The World Cup ended, as it had begun, with angry white Brazilians calling for Dilma Rousseff, the president, to “stick it up her arse”. Or at least it did for about 30 seconds before Fifa’s propaganda machine got into action and blasted banal synth-pop into the Maracanã in Rio de Janeiro – the final surrender of this great stadium of the people to the corporatism in which the Brazil of Dilma and her Workers’ Party has been complicit.
The symbolism takes some working through. When the Maracanã was built as the emblem of Getúlio Vargas’s Estado Novo, it was conceived as the grandest football stadium in the world. It’s said that over 200,000 packed in for the final game of the 1950 World Cup, people from all walks of life, rich and poor, professors and prostitutes, pickpockets and captains of industry.
It was a stage for Brazil’s self-projection. Now, tickets for the Maracanã are so expensive, and distribution so controlled, that they are out of reach to all but a sliver of society.
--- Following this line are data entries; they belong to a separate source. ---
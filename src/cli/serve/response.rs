//! Conversion between `tiny_http` and the in-process request/response types.

use crate::utils::mime::types::PLAIN;
use crate::web;
use anyhow::{Result, anyhow};
use tiny_http::{Header, Request, Response, StatusCode};

/// Read method, path and headers of an incoming request.
///
/// Returns `None` when the URL path is not valid UTF-8 once decoded.
pub fn to_web_request(request: &Request) -> Option<web::Request> {
    let path = super::path::normalize_url(request.url())?;
    let mut converted = web::Request::new(web::Method::parse(request.method().as_str()), path);
    for header in request.headers() {
        converted
            .headers
            .append(header.field.as_str().as_str(), header.value.as_str());
    }
    Some(converted)
}

/// Send a dispatched response back to the client.
pub fn send(request: Request, response: web::Response) -> Result<()> {
    let mut out = Response::from_data(response.body).with_status_code(StatusCode(response.status));
    for (name, value) in response.headers.iter() {
        out.add_header(make_header(name, value)?);
    }
    request.respond(out)?;
    Ok(())
}

/// Respond with 400 Bad Request (undecodable path).
pub fn respond_bad_request(request: Request) -> Result<()> {
    send_plain(request, 400, "400 Bad Request")
}

/// Respond with 503 Service Unavailable (server shutting down).
pub fn respond_unavailable(request: Request) -> Result<()> {
    send_plain(request, 503, "503 Service Unavailable")
}

fn send_plain(request: Request, status: u16, body: &str) -> Result<()> {
    let response = Response::from_string(body)
        .with_status_code(StatusCode(status))
        .with_header(make_header("Content-Type", PLAIN)?);
    request.respond(response)?;
    Ok(())
}

fn make_header(key: &str, value: &str) -> Result<Header> {
    Header::from_bytes(key.as_bytes(), value.as_bytes())
        .map_err(|()| anyhow!("invalid header `{key}: {value}`"))
}
//! Mtime-based freshness detection.
//!
//! Used in three places:
//! - asset `Last-Modified` (newest source mtime)
//! - skipping writes of outputs that are already up to date
//! - reusing cached formulae while the template has not changed
//!
//! Timestamps are compared at whole-second resolution because that is all
//! HTTP dates can carry.

use std::path::Path;
use std::time::{SystemTime, UNIX_EPOCH};

/// Get the modification time of a file
///
/// Returns `None` if the file doesn't exist or mtime cannot be read
pub fn get_mtime(path: &Path) -> Option<SystemTime> {
    path.metadata().and_then(|m| m.modified()).ok()
}

/// Modification time in whole seconds since the unix epoch.
pub fn mtime_secs(path: &Path) -> Option<u64> {
    get_mtime(path)
        .and_then(|t| t.duration_since(UNIX_EPOCH).ok())
        .map(|d| d.as_secs())
}

/// Check if output file is at least as new as the given source mtime
///
/// Returns `true` if the output exists and `output_mtime >= source_secs`,
/// meaning the output is fresh and processing can be skipped. An unknown
/// source mtime is never fresh.
pub fn is_output_fresh(output: &Path, source_secs: Option<u64>) -> bool {
    let Some(source) = source_secs else {
        return false;
    };

    mtime_secs(output).is_some_and(|output| output >= source)
}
The populist, and in theory socialist, government of first Lula and then Dilma co-operated in investing huge amounts of money to put on an event that its supporter base couldn’t attend, with the result that those who could attend, natural opponents of Dilma anyway, were given a perfect platform on which to abuse her.
Given that the World Cup had become a focal point for dissent, the most obvious examples of the corruption and cronyism that blight Brazil were, in effect, jeering Dilma during the final for giving them the opportunity to do so.
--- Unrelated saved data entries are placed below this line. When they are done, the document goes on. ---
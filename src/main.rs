//! Assetry - serve CSS and JavaScript bundles declared in templates.

mod asset;
mod cli;
mod config;
mod core;
mod freshness;
mod logger;
mod provider;
mod template;
mod utils;
mod web;

use anyhow::Result;
use clap::{ColorChoice, Parser};
use cli::{Cli, Commands};
use config::ProviderConfig;

fn main() -> Result<()> {
    // Setup global Ctrl+C handler (before any blocking operations)
    core::setup_shutdown_handler()?;

    let cli = Cli::parse();

    // Set global color override based on CLI option
    match cli.color {
        ColorChoice::Always => owo_colors::set_override(true),
        ColorChoice::Never => owo_colors::set_override(false),
        ColorChoice::Auto => {} // owo-colors auto-detects TTY
    }

    let config = ProviderConfig::load(&cli)?;
    let provider = provider::boot(&config)?;

    match &cli.command {
        Commands::Serve { .. } => cli::serve::serve(&config, provider),
        Commands::Dump { .. } => cli::dump::dump_assets(&config, &provider),
        Commands::Routes { .. } => cli::routes::list_routes(&config, &provider),
    }
}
There had been talk earlier in the tournament that Dilma and Sepp Blatter, the president of Fifa, wouldn’t even attend the final for fear of the abuse they would receive, but both were there at the handing-over of the trophy (which, weirdly, seems these days to resemble Blatter; stick it in a suit and paint his head gold and it would be like Dr Evil and Mini-Me), even if the official cameraman seemed to be doing his best to keep the pair out of shot as Germany cavorted on the temporary stage.
Even more confusingly, Dilma’s popularity in the polls had risen from 34 per cent before the tournament to 39 per cent when Brazil won their quarter-final.
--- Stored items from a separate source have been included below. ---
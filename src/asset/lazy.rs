//! Asset manager fed by formulae discovered in templates.

use std::collections::BTreeMap;
use std::io;
use std::path::PathBuf;
use std::sync::Arc;

use rustc_hash::FxHashMap;
use thiserror::Error;

use super::{Asset, AssetError, AssetFactory, AssetManager, AssetRegistry, Formula, Formulae};
use crate::debug;
use crate::template::{DirectoryResource, FormulaLoader, TemplateError};

#[derive(Debug, Error)]
pub enum DiscoveryError {
    #[error("no formula loader registered as `{0}`")]
    UnknownLoader(String),

    #[error("failed to walk template directory `{0}`")]
    Walk(PathBuf, #[source] io::Error),

    #[error(transparent)]
    Template(#[from] TemplateError),

    #[error("asset `{name}` is declared with different formulae in `{first}` and `{second}`")]
    Conflict {
        name: String,
        first: PathBuf,
        second: PathBuf,
    },

    #[error("failed to build asset `{name}`")]
    Asset {
        name: String,
        #[source]
        source: AssetError,
    },
}

/// Assets built from every formula found in a set of template directories.
///
/// Resources are registered under a loader alias; `load` walks them all,
/// merges the formulae and builds one asset per name.
pub struct LazyAssetManager {
    factory: Arc<AssetFactory>,
    loaders: FxHashMap<String, Arc<dyn FormulaLoader>>,
    resources: Vec<(String, DirectoryResource)>,
    formulae: Formulae,
    assets: BTreeMap<String, Arc<Asset>>,
    loaded: bool,
}

impl LazyAssetManager {
    pub fn new(factory: Arc<AssetFactory>) -> Self {
        Self {
            factory,
            loaders: FxHashMap::default(),
            resources: Vec::new(),
            formulae: Formulae::new(),
            assets: BTreeMap::new(),
            loaded: false,
        }
    }

    pub fn set_loader(&mut self, alias: impl Into<String>, loader: Arc<dyn FormulaLoader>) {
        self.loaders.insert(alias.into(), loader);
    }

    pub fn add_resource(&mut self, resource: DirectoryResource, alias: impl Into<String>) {
        self.resources.push((alias.into(), resource));
    }

    /// Walk every resource, collect formulae and build their assets.
    ///
    /// `am` resolves `@name` inputs. Any walk, parse or build error aborts
    /// the load and leaves the manager empty.
    pub fn load(&mut self, am: &AssetManager) -> Result<(), DiscoveryError> {
        let mut formulae = Formulae::new();
        let mut origins: FxHashMap<String, PathBuf> = FxHashMap::default();

        for (alias, directory) in &self.resources {
            let loader = self
                .loaders
                .get(alias)
                .ok_or_else(|| DiscoveryError::UnknownLoader(alias.clone()))?;

            for resource in directory.iter() {
                let resource = resource
                    .map_err(|err| DiscoveryError::Walk(directory.root().to_path_buf(), err))?;
                for (name, formula) in loader.load(&resource)? {
                    if let Some(existing) = formulae.get(&name) {
                        if *existing != formula {
                            return Err(DiscoveryError::Conflict {
                                first: origins.get(&name).cloned().unwrap_or_default(),
                                second: resource.path.clone(),
                                name,
                            });
                        }
                        continue;
                    }
                    debug!("formula"; "{} in {}", name, resource.name);
                    origins.insert(name.clone(), resource.path.clone());
                    formulae.insert(name, formula);
                }
            }
        }

        let mut assets = BTreeMap::new();
        for (name, formula) in &formulae {
            let asset = self
                .factory
                .create_asset(formula, am)
                .map_err(|source| DiscoveryError::Asset {
                    name: name.clone(),
                    source,
                })?;
            assets.insert(name.clone(), Arc::new(asset));
        }

        self.formulae = formulae;
        self.assets = assets;
        self.loaded = true;
        Ok(())
    }

    pub fn is_loaded(&self) -> bool {
        self.loaded
    }

    pub fn has_formula(&self, name: &str) -> bool {
        self.formulae.contains_key(name)
    }

    pub fn get_formula(&self, name: &str) -> Option<&Formula> {
        self.formulae.get(name)
    }

    pub fn names(&self) -> Vec<String> {
        self.formulae.keys().cloned().collect()
    }

    pub fn get(&self, name: &str) -> Option<Arc<Asset>> {
        self.assets.get(name).cloned()
    }
}

impl AssetRegistry for LazyAssetManager {
    fn names(&self) -> Vec<String> {
        LazyAssetManager::names(self)
    }

    fn get(&self, name: &str) -> Option<Arc<Asset>> {
        LazyAssetManager::get(self, name)
    }
}

#[cfg(test)]
mod tests {
    use super::*;
    use crate::asset::FilterManager;
    use crate::template::{FilesystemLoader, TagFormulaLoader, TemplateLoader};
    use std::fs;
    use std::path::Path;
    use tempfile::TempDir;

    struct Fixture {
        _dir: TempDir,
        assets: PathBuf,
        templates: PathBuf,
    }

    fn fixture(templates: &[(&str, &str)]) -> Fixture {
        let dir = TempDir::new().unwrap();
        let assets = dir.path().join("assets");
        let root = dir.path().join("templates");
        fs::create_dir_all(assets.join("css")).unwrap();
        fs::write(assets.join("css/a.css"), "a{}").unwrap();
        fs::write(assets.join("css/b.css"), "b{}").unwrap();
        for (path, content) in templates {
            let path = root.join(path);
            fs::create_dir_all(path.parent().unwrap()).unwrap();
            fs::write(path, content).unwrap();
        }
        Fixture {
            _dir: dir,
            assets,
            templates: root,
        }
    }

    fn manager(fx: &Fixture) -> LazyAssetManager {
        let factory = Arc::new(AssetFactory::new(&fx.assets, false, FilterManager::with_builtins()));
        let loader: Arc<dyn TemplateLoader> =
            Arc::new(FilesystemLoader::new(vec![fx.templates.clone()]));
        let mut lam = LazyAssetManager::new(factory);
        lam.set_loader("twig", Arc::new(TagFormulaLoader::new()));
        lam.add_resource(DirectoryResource::new(loader, &fx.templates), "twig");
        lam
    }

    #[test]
    fn test_load_collects_formulae_across_templates() {
        let fx = fixture(&[
            ("a.html.twig", "{% stylesheets 'css/a.css' name='a' %}{% endstylesheets %}"),
            ("sub/b.html.twig", "{% stylesheets 'css/b.css' name='b' %}{% endstylesheets %}"),
            ("plain.html.twig", "<p>no assets</p>"),
        ]);
        let mut lam = manager(&fx);
        assert!(!lam.is_loaded());

        lam.load(&AssetManager::new()).unwrap();
        assert!(lam.is_loaded());
        assert_eq!(lam.names(), vec!["a", "b"]);
        assert!(lam.has_formula("b"));
        assert_eq!(lam.get_formula("a").unwrap().inputs, vec!["css/a.css"]);
        assert_eq!(lam.get("a").unwrap().target_path(), "css/a.css");
    }

    #[test]
    fn test_same_formula_in_two_templates_is_merged() {
        let tag = "{% stylesheets 'css/a.css' name='a' %}{% endstylesheets %}";
        let fx = fixture(&[("one.twig", tag), ("two.twig", tag)]);
        let mut lam = manager(&fx);
        lam.load(&AssetManager::new()).unwrap();
        assert_eq!(lam.names().len(), 1);
    }

    #[test]
    fn test_conflicting_formulae_fail() {
        let fx = fixture(&[
            ("one.twig", "{% stylesheets 'css/a.css' name='x' %}{% endstylesheets %}"),
            ("two.twig", "{% stylesheets 'css/b.css' name='x' %}{% endstylesheets %}"),
        ]);
        let err = manager(&fx).load(&AssetManager::new()).unwrap_err();
        assert!(matches!(err, DiscoveryError::Conflict { name, .. } if name == "x"));
    }

    #[test]
    fn test_errors_abort_load() {
        let fx = fixture(&[(
            "a.twig",
            "{% stylesheets 'css/none.css' name='a' %}{% endstylesheets %}",
        )]);
        let mut lam = manager(&fx);
        let err = lam.load(&AssetManager::new()).unwrap_err();
        assert!(matches!(err, DiscoveryError::Asset { .. }));
        assert!(lam.names().is_empty());

        let fx = fixture(&[("a.twig", "{% stylesheets 'css/a.css' %}")]);
        let err = manager(&fx).load(&AssetManager::new()).unwrap_err();
        assert!(matches!(err, DiscoveryError::Template(TemplateError::Syntax { .. })));
    }

    #[test]
    fn test_missing_directory_and_loader() {
        let fx = fixture(&[]);
        let factory = Arc::new(AssetFactory::new(&fx.assets, false, FilterManager::new()));
        let loader: Arc<dyn TemplateLoader> = Arc::new(FilesystemLoader::new(vec![]));

        let mut lam = LazyAssetManager::new(Arc::clone(&factory));
        lam.set_loader("twig", Arc::new(TagFormulaLoader::new()));
        lam.add_resource(
            DirectoryResource::new(Arc::clone(&loader), Path::new("/nonexistent/templates")),
            "twig",
        );
        assert!(matches!(
            lam.load(&AssetManager::new()),
            Err(DiscoveryError::Walk(..))
        ));

        let mut lam = LazyAssetManager::new(factory);
        lam.add_resource(DirectoryResource::new(loader, &fx.templates), "php");
        assert!(matches!(
            lam.load(&AssetManager::new()),
            Err(DiscoveryError::UnknownLoader(alias)) if alias == "php"
        ));
    }
}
Yet this was never an attractive or likeable side: led by the boorish Luiz Felipe Scolari, they played over-physical, cynical football and rode a tide of emotion that tipped into hysteria when Neymar suffered the back injury that put him out of the tournament. There was something almost comical about Germany’s stony-faced professionalism amid the frenzy as Brazil’s stand-in captain, David Luiz, held Neymar’s shirt aloft before their 7-1 capitulation to the Germans in the semi-final. All those who insist that what England need is more passion should consider what happened next: no side has ever sung a national anthem more stridently than Brazil did before that semi-final, and no other side has then collapsed quite so spectacularly or brainlessly. Dilma will probably still win the October election, but that humiliation will eat into her majority.
Along the beach at Copacabana the morning after the final, the vast caravan of Argentinian fans lay quiet. Some wandered over the sand, some boiled water on gas stoves, some sat on the steps of their vans or the bonnets of their cars. After defeat to Germany in the final, they were quiet, emotionally drained, their version of “Bad Moon Rising”, with which they had taunted Brazilians for weeks, notable by its absence.
What was up with Messi, wondered those who could be bothered to speak. Was he simply exhausted? Why had he started this season by throwing up on the pitch? Given that he’ll be 31 by the time of the next World Cup, is that it for him and his hopes of following Diego Maradona and leading Argentina to the world title?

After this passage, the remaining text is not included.